3. For the elastic collision of the two billiard balls, we use momentum conservation:

m₁v₁ + m₂v₂ = m₁v₁' + m₂v₂';

m(2.00m/s) + m(-3.00m/s) = mv₁' + mv₂'.

Because the collision is elastic, the relative speed does not change:

v₁ - v₂ = -(v₁' - v₂'), or 2.00m//s - (-3.00m/s) = v₂' - v₁'.

Combining these two equations, we get

v₁' = - 3.00m/s (rebound), and v₂' = 2.00m/s.

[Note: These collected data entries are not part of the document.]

//! Request-scoped audit state
//!
//! Each request runs inside a task-local [`AuditScope`] installed by the
//! audit middleware. The scope carries the request identity (session id,
//! path, method, session token), a per-request actor cache, and the reentrant
//! suppression counter that keeps the audit pipeline from observing its own
//! statements.

use std::cell::{Cell, RefCell};
use std::collections::HashMap;

use uuid::Uuid;

tokio::task_local! {
    static AUDIT_SCOPE: AuditScope;
}

/// Per-request audit context
#[derive(Debug)]
pub struct AuditScope {
    pub session_id: Uuid,
    pub request_path: String,
    pub method: String,
    pub token: Option<String>,
    suppression: Cell<u32>,
    /// token -> resolved actor id (None when the token matched no user)
    actor_cache: RefCell<HashMap<String, Option<i64>>>,
}

impl AuditScope {
    pub fn new(method: impl Into<String>, path: impl Into<String>, token: Option<String>) -> Self {
        Self {
            session_id: Uuid::new_v4(),
            request_path: path.into(),
            method: method.into(),
            token,
            suppression: Cell::new(0),
            actor_cache: RefCell::new(HashMap::new()),
        }
    }
}

/// Run a future inside a fresh audit scope
pub async fn with_scope<F>(scope: AuditScope, fut: F) -> F::Output
where
    F: std::future::Future,
{
    AUDIT_SCOPE.scope(scope, fut).await
}

/// Access the current scope, if any. Statements executed outside a request
/// (startup, background tasks) have no scope.
pub fn current<F, R>(f: F) -> Option<R>
where
    F: FnOnce(&AuditScope) -> R,
{
    AUDIT_SCOPE.try_with(|scope| f(scope)).ok()
}

/// Whether the current scope has suppression active. Outside any scope this
/// is false: unscoped statements are still observable.
pub fn is_suppressed() -> bool {
    current(|scope| scope.suppression.get() > 0).unwrap_or(false)
}

/// Look up a previously resolved actor id for a token within this request
pub fn cached_actor(token: &str) -> Option<Option<i64>> {
    current(|scope| scope.actor_cache.borrow().get(token).copied()).flatten()
}

/// Remember a token resolution for the rest of the request
pub fn cache_actor(token: &str, actor: Option<i64>) {
    current(|scope| {
        scope
            .actor_cache
            .borrow_mut()
            .insert(token.to_string(), actor);
    });
}

/// RAII suppression: increments the scope counter on creation, decrements on
/// drop. Nesting is allowed; the counter is reentrant. Outside a scope the
/// guard is inert.
#[derive(Debug)]
pub struct SuppressGuard {
    active: bool,
}

pub fn suppress() -> SuppressGuard {
    let active = current(|scope| {
        scope.suppression.set(scope.suppression.get() + 1);
    })
    .is_some();
    SuppressGuard { active }
}

impl Drop for SuppressGuard {
    fn drop(&mut self) {
        if self.active {
            current(|scope| {
                let count = scope.suppression.get();
                scope.suppression.set(count.saturating_sub(1));
            });
        }
    }
}

#[cfg(test)]
mod tests {
    use super::*;

    #[tokio::test]
    async fn test_suppression_is_reentrant() {
        let scope = AuditScope::new("POST", "/api/users", None);
        with_scope(scope, async {
            assert!(!is_suppressed());
            {
                let _outer = suppress();
                assert!(is_suppressed());
                {
                    let _inner = suppress();
                    assert!(is_suppressed());
                }
                assert!(is_suppressed());
            }
            assert!(!is_suppressed());
        })
        .await;
    }

    #[tokio::test]
    async fn test_no_scope_means_not_suppressed() {
        assert!(!is_suppressed());
        let _guard = suppress();
        assert!(!is_suppressed());
    }

    #[tokio::test]
    async fn test_actor_cache_is_per_request() {
        let scope = AuditScope::new("GET", "/api/logs", Some("tok".into()));
        with_scope(scope, async {
            assert_eq!(cached_actor("tok"), None);
            cache_actor("tok", Some(7));
            assert_eq!(cached_actor("tok"), Some(Some(7)));
            cache_actor("stale", None);
            assert_eq!(cached_actor("stale"), Some(None));
        })
        .await;

        let scope = AuditScope::new("GET", "/api/logs", Some("tok".into()));
        with_scope(scope, async {
            assert_eq!(cached_actor("tok"), None);
        })
        .await;
    }

    #[tokio::test]
    async fn test_scope_fields_visible() {
        let scope = AuditScope::new("DELETE", "/api/delegates/3", Some("abc".into()));
        with_scope(scope, async {
            let (method, path, token) = current(|s| {
                (
                    s.method.clone(),
                    s.request_path.clone(),
                    s.token.clone(),
                )
            })
            .unwrap();
            assert_eq!(method, "DELETE");
            assert_eq!(path, "/api/delegates/3");
            assert_eq!(token.as_deref(), Some("abc"));
        })
        .await;
    }
}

Note that the two billiard balls exchange velocities.

4. Momentum conservation gives

0 = m₁v₁ + m₂v₂';

0 = mv₁' + 1.5mv₂', or v₁' = -1.5v₂'.

The kinetic energy of each piece is

KE₂ = 1/2m₂v₂'²;

KE₁ = 1/2m₁v₁'² = 1/2(m₂/1.5)(-1.5v₂') = (1.5)1/2m₂v₂'² = 1.5KE₂.

The energy supplied by the explosion produces the kinetic energy:

E = KE₁ + KE₂ = 2.5KE₂;

7500J = 2.5KE₂, which give KE₂ = 3000J.

For the other piece we have

KE₁ = E - KE₂= 7500J - 3000J = 4500J.

Thus

KE (heavier) = 3000J; KE (lighter) = 4500J.

5. Because the cubes are made of the same material, their masses will be proportional to the volumes:

m₁, m₂ = 2³m₁ = 8m₁, m₃ = 3³m₁ = 27m₁.

From symmetry we see that y_CM = 0.

We choose the x-origin at the outside edge of the small cube:

x_CM = (m₁x₁ + m₂x₂ +m₃x₃)/(m₁ + m₂ + m₃)

= {m₁(1/2l₀) + 8m₁[l₀ + 1/2(2l₀)] +

27m[l₀ + 2l₀ + 1/2(3l₀)]}/(m₁ + 8m₁ + 27m₁)

= 138l₀/36

= 3.83l₀ from the outer edge of the small cube.